__ASSIGNMENT__: For the records below, print the lines from the line with "buffer, as long as" through the line with "player.pos.x = tile_right" exactly as written; include both end lines and exclude the rest.

__MATERIAL FOR THE TASK__:
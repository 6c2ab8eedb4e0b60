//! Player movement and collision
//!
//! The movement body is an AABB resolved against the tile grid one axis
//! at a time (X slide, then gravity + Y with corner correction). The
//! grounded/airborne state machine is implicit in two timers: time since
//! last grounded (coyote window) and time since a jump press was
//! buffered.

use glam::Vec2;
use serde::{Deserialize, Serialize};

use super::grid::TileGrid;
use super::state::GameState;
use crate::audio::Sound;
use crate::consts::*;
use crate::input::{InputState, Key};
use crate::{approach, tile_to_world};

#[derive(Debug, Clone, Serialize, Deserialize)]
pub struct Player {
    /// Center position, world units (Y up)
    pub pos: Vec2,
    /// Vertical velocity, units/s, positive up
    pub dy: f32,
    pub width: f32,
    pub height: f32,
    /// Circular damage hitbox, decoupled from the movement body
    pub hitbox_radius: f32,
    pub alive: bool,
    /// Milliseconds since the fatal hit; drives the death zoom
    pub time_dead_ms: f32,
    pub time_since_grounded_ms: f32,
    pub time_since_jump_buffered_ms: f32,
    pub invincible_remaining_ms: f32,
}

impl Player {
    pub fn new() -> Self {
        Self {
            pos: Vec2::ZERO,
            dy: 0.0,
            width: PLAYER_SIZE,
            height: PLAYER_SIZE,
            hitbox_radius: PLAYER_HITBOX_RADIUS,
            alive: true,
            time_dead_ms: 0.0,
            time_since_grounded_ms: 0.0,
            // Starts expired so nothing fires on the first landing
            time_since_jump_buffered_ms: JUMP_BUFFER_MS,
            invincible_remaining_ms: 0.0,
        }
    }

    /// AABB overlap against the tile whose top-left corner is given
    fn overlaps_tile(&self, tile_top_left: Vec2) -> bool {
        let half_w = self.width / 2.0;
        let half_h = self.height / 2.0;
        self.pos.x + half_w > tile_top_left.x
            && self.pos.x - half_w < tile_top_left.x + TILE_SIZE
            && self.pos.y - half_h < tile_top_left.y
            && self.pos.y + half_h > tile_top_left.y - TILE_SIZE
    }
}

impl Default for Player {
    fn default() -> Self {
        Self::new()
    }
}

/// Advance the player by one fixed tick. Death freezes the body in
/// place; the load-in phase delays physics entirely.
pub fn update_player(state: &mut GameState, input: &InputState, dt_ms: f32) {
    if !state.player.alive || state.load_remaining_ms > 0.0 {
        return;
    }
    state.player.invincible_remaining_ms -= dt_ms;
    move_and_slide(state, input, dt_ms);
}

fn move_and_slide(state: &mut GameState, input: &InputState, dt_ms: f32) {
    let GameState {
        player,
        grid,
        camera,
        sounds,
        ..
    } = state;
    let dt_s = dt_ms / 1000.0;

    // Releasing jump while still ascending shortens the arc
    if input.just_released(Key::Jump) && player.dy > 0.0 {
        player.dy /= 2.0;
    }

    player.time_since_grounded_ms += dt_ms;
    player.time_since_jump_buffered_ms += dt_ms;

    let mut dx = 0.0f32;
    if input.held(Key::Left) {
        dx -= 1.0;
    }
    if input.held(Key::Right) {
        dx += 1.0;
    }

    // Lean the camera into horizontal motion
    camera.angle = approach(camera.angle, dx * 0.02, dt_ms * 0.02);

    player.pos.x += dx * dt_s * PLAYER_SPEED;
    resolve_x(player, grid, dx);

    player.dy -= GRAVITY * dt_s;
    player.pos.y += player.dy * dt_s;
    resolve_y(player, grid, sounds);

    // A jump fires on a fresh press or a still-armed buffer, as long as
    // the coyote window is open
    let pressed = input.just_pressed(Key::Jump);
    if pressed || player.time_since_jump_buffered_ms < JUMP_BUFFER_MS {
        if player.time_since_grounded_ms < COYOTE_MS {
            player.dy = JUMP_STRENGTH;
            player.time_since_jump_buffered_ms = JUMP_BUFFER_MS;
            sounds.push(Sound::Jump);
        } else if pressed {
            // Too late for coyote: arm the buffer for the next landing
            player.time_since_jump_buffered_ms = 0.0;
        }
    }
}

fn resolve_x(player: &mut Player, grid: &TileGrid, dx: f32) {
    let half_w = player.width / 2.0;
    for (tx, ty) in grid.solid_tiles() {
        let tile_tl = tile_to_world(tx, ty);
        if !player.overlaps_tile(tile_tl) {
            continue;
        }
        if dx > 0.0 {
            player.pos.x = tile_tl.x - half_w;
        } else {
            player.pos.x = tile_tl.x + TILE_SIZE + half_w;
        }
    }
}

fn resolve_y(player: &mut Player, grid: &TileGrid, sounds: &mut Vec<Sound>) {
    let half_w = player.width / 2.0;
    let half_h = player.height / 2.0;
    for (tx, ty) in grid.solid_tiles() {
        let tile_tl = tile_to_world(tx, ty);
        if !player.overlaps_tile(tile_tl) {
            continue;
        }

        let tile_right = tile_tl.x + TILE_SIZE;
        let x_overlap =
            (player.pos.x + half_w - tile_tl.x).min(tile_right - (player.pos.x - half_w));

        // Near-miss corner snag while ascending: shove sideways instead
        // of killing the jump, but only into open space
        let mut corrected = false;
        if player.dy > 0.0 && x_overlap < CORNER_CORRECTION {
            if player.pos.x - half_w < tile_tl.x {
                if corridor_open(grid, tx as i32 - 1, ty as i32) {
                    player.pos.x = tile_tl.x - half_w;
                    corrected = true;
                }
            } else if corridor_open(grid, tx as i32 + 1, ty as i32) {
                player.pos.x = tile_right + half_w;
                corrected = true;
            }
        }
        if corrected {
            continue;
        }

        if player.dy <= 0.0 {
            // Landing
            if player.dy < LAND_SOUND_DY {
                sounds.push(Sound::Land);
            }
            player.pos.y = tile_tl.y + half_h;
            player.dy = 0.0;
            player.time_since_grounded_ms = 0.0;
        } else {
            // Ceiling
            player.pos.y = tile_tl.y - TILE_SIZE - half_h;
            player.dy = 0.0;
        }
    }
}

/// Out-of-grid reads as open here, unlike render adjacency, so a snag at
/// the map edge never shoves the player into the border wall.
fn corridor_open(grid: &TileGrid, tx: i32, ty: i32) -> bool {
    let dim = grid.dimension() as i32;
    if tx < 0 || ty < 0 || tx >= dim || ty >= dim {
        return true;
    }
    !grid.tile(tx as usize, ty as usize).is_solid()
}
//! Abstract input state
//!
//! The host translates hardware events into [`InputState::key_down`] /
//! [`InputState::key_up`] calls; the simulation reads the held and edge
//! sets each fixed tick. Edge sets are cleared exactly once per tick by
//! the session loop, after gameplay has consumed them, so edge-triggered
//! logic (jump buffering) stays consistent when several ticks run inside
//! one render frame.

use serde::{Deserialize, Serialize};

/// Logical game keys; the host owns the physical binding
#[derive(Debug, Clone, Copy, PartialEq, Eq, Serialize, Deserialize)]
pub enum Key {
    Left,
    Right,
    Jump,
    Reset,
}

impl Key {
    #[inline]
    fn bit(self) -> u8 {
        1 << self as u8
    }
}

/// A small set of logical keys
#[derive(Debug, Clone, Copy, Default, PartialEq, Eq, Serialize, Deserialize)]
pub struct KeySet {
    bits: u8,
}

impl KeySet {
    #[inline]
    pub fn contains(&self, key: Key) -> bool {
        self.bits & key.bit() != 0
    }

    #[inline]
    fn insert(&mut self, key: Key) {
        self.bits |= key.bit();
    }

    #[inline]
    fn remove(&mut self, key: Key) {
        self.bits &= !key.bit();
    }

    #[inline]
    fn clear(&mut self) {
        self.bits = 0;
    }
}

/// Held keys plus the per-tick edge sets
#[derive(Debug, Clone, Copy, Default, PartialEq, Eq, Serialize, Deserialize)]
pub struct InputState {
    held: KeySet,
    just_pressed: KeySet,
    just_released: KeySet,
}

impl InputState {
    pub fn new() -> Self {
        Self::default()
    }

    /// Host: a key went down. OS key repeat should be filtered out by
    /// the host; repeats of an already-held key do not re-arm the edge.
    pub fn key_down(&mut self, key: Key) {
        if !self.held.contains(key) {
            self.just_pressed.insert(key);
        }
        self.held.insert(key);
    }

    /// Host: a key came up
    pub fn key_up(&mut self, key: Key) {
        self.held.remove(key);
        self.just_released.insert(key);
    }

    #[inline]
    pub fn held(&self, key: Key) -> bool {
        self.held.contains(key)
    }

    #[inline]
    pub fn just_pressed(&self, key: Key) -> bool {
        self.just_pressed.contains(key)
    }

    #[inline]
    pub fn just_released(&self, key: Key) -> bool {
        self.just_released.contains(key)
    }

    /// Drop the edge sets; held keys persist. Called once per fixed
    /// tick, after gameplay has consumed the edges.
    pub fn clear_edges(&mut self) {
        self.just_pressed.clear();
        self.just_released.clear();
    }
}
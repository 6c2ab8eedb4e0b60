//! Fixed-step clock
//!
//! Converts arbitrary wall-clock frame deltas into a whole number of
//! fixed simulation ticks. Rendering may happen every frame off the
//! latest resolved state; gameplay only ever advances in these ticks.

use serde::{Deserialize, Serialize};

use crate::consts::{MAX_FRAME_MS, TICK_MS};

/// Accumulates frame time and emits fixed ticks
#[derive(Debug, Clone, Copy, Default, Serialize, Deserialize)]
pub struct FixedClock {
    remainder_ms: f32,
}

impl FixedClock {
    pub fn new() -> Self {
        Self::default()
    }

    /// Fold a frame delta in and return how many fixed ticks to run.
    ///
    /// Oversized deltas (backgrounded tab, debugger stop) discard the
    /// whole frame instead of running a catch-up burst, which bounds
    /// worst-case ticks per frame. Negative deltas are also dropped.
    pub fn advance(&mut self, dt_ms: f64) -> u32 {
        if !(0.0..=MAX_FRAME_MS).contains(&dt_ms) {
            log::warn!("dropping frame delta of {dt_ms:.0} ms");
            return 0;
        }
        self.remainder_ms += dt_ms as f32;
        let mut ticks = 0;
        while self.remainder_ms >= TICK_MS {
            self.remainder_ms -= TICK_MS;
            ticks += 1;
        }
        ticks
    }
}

__WRITTEN RESPONSE__:
    // A jump fires on a fresh press or a still-armed buffer, as long as
    // the coyote window is open
    let pressed = input.just_pressed(Key::Jump);
    if pressed || player.time_since_jump_buffered_ms < JUMP_BUFFER_MS {
        if player.time_since_grounded_ms < COYOTE_MS {
            player.dy = JUMP_STRENGTH;
            player.time_since_jump_buffered_ms = JUMP_BUFFER_MS;
            sounds.push(Sound::Jump);
        } else if pressed {
            // Too late for coyote: arm the buffer for the next landing
            player.time_since_jump_buffered_ms = 0.0;
        }
    }
}

fn resolve_x(player: &mut Player, grid: &TileGrid, dx: f32) {
    let half_w = player.width / 2.0;
    for (tx, ty) in grid.solid_tiles() {
        let tile_tl = tile_to_world(tx, ty);
        if !player.overlaps_tile(tile_tl) {
            continue;
        }
        if dx > 0.0 {
            player.pos.x = tile_tl.x - half_w;
        } else {
            player.pos.x = tile_tl.x + TILE_SIZE + half_w;
        }
    }
}

fn resolve_y(player: &mut Player, grid: &TileGrid, sounds: &mut Vec<Sound>) {
    let half_w = player.width / 2.0;
    let half_h = player.height / 2.0;
    for (tx, ty) in grid.solid_tiles() {
        let tile_tl = tile_to_world(tx, ty);
        if !player.overlaps_tile(tile_tl) {
            continue;
        }

        let tile_right = tile_tl.x + TILE_SIZE;
        let x_overlap =
            (player.pos.x + half_w - tile_tl.x).min(tile_right - (player.pos.x - half_w));

        // Near-miss corner snag while ascending: shove sideways instead
        // of killing the jump, but only into open space
        let mut corrected = false;
        if player.dy > 0.0 && x_overlap < CORNER_CORRECTION {
            if player.pos.x - half_w < tile_tl.x {
                if corridor_open(grid, tx as i32 - 1, ty as i32) {
                    player.pos.x = tile_tl.x - half_w;
                    corrected = true;
                }
            } else if corridor_open(grid, tx as i32 + 1, ty as i32) {
                player.pos.x = tile_right + half_w;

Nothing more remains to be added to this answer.